--- Exercise materials ---
========================

use std::path::PathBuf;

use anyhow::Result;
use clap::Args;
use config::{
    ApiLayer, Config, ConfigLayer, IdentityLayer, ObservabilityLayer, load_from_env,
    load_from_file, merge_configs, validate,
};
use tracing::debug;

use crate::ux_error;

/// Flags accepted by every command.
#[derive(Args, Debug, Clone, Default)]
pub struct GlobalArgs {
    /// Config file (TOML or YAML)
    #[arg(long, global = true, env = "JOTTER_CONFIG")]
    pub config: Option<PathBuf>,

    /// Notes backend URL
    #[arg(long, global = true)]
    pub api_url: Option<String>,

    /// Where the signed-in session is kept
    #[arg(long, global = true)]
    pub session_file: Option<PathBuf>,

    /// Log level used when RUST_LOG is unset
    #[arg(long, global = true)]
    pub log_level: Option<String>,
}

/// Resolve configuration: defaults < file < env < flags.
pub fn load(global: &GlobalArgs) -> Result<Config> {
    let file_path = global
        .config
        .clone()
        .or_else(|| Config::default_file_path().filter(|p| p.exists()));

    let from_file = match &file_path {
        Some(path) => {
            debug!(path = %path.display(), "Loading configuration file");
            load_from_file(path).map_err(|e| ux_error::config_error(&e.to_string()))?
        }
        None => Config::default(),
    };
    let from_env = load_from_env().map_err(|e| ux_error::config_error(&e.to_string()))?;

    let config = merge_configs(
        Config::default(),
        from_file,
        "file",
        from_env,
        "env",
        cli_overrides(global),
        "cli",
    );
    validate(&config).map_err(|e| ux_error::config_error(&e.to_string()))?;
    Ok(config)
}

fn cli_overrides(global: &GlobalArgs) -> Option<ConfigLayer> {
    let layer = ConfigLayer {
        api: ApiLayer {
            base_url: global.api_url.clone(),
            ..ApiLayer::default()
        },
        identity: IdentityLayer {
            session_file: global.session_file.clone(),
            ..IdentityLayer::default()
        },
        observability: ObservabilityLayer {
            log_level: global.log_level.clone(),
        },
    };
    (!layer.is_empty()).then_some(layer)
}

#[cfg(test)]
mod tests {
    use super::*;
    use serial_test::serial;
    use std::env;
    use tempfile::TempDir;
    use tracing_test::traced_test;

    fn clear_env() {
        for key in [
            "JOTTER_API_BASE_URL",
            "JOTTER_API_TIMEOUT_SECONDS",
            "JOTTER_LOG_LEVEL",
            "JOTTER_SESSION_FILE",
        ] {
            unsafe {
                env::remove_var(key);
            }
        }
    }

    #[test]
    #[serial]
    fn test_flags_override_env_and_file() {
        clear_env();
        let dir = TempDir::new().unwrap();
        let file = dir.path().join("jotter.toml");
        std::fs::write(
            &file,
            "[api]\nbase_url = \"http://file:8080\"\ntimeout_seconds = 20\n",
        )
        .unwrap();
        unsafe {
            env::set_var("JOTTER_API_BASE_URL", "http://env:8080");
        }

        let global = GlobalArgs {
            config: Some(file.clone()),
            ..GlobalArgs::default()
        };
        let config = load(&global).unwrap();
        assert_eq!(config.api.base_url, "http://env:8080");
        assert_eq!(config.api.timeout_seconds, Some(20));

        let global = GlobalArgs {
            config: Some(file),
            api_url: Some("http://flag:8080".to_string()),
            ..GlobalArgs::default()
        };
        assert_eq!(load(&global).unwrap().api.base_url, "http://flag:8080");

        clear_env();
    }

    #[test]
    #[serial]
    fn test_default_url_flag_overrides_file() {
        clear_env();
        let dir = TempDir::new().unwrap();
        let file = dir.path().join("jotter.toml");
        std::fs::write(&file, "[api]\nbase_url = \"http://staging:9000\"\n").unwrap();

        let config = load(&GlobalArgs {
            config: Some(file),
            api_url: Some("http://localhost:8080".to_string()),
            ..GlobalArgs::default()
        })
        .unwrap();
        assert_eq!(config.api.base_url, "http://localhost:8080");
    }

    #[test]
    #[serial]
    fn test_default_level_env_overrides_file() {
        clear_env();
        let dir = TempDir::new().unwrap();
        let file = dir.path().join("jotter.toml");
        std::fs::write(&file, "[observability]\nlog_level = \"debug\"\n").unwrap();
        unsafe {
            env::set_var("JOTTER_LOG_LEVEL", "warn");
        }

        let config = load(&GlobalArgs {
            config: Some(file),
            ..GlobalArgs::default()
        })
        .unwrap();
        clear_env();
        assert_eq!(config.observability.log_level, "warn");
    }

    #[test]
    fn test_no_flags_means_no_cli_layer() {
        assert!(cli_overrides(&GlobalArgs::default()).is_none());
    }

    #[test]
    #[serial]
    fn test_invalid_file_is_config_error() {
        clear_env();
        let dir = TempDir::new().unwrap();
        let file = dir.path().join("jotter.ini");
        std::fs::write(&file, "base_url=x").unwrap();

        let err = load(&GlobalArgs {
            config: Some(file),
            ..GlobalArgs::default()
        })
        .unwrap_err();
        let ux = err.downcast_ref::<ux_error::UxError>().unwrap();
        assert!(ux.what.contains("Unsupported config file format"));
    }

    #[test]
    #[serial]
    fn test_invalid_url_fails_validation() {
        clear_env();
        let err = load(&GlobalArgs {
            api_url: Some("not a url".to_string()),
            ..GlobalArgs::default()
        })
        .unwrap_err();
        assert!(err.downcast_ref::<ux_error::UxError>().is_some());
    }

    #[test]
    #[serial]
    #[traced_test]
    fn test_explicit_file_is_logged() {
        clear_env();
        let dir = TempDir::new().unwrap();
        let file = dir.path().join("jotter.yaml");
        std::fs::write(&file, "api:\n  base_url: http://yaml:8080\n").unwrap();

        let config = load(&GlobalArgs {
            config: Some(file),
            ..GlobalArgs::default()
        })
        .unwrap();
        assert_eq!(config.api.base_url, "http://yaml:8080");
        assert!(logs_contain("Loading configuration file"));
    }
}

========================

--- The task ---
Return the lines above that include the string "PathBuf".

--- Result of this task ---
use std::path::PathBuf;
    pub config: Option<PathBuf>,
    pub session_file: Option<PathBuf>,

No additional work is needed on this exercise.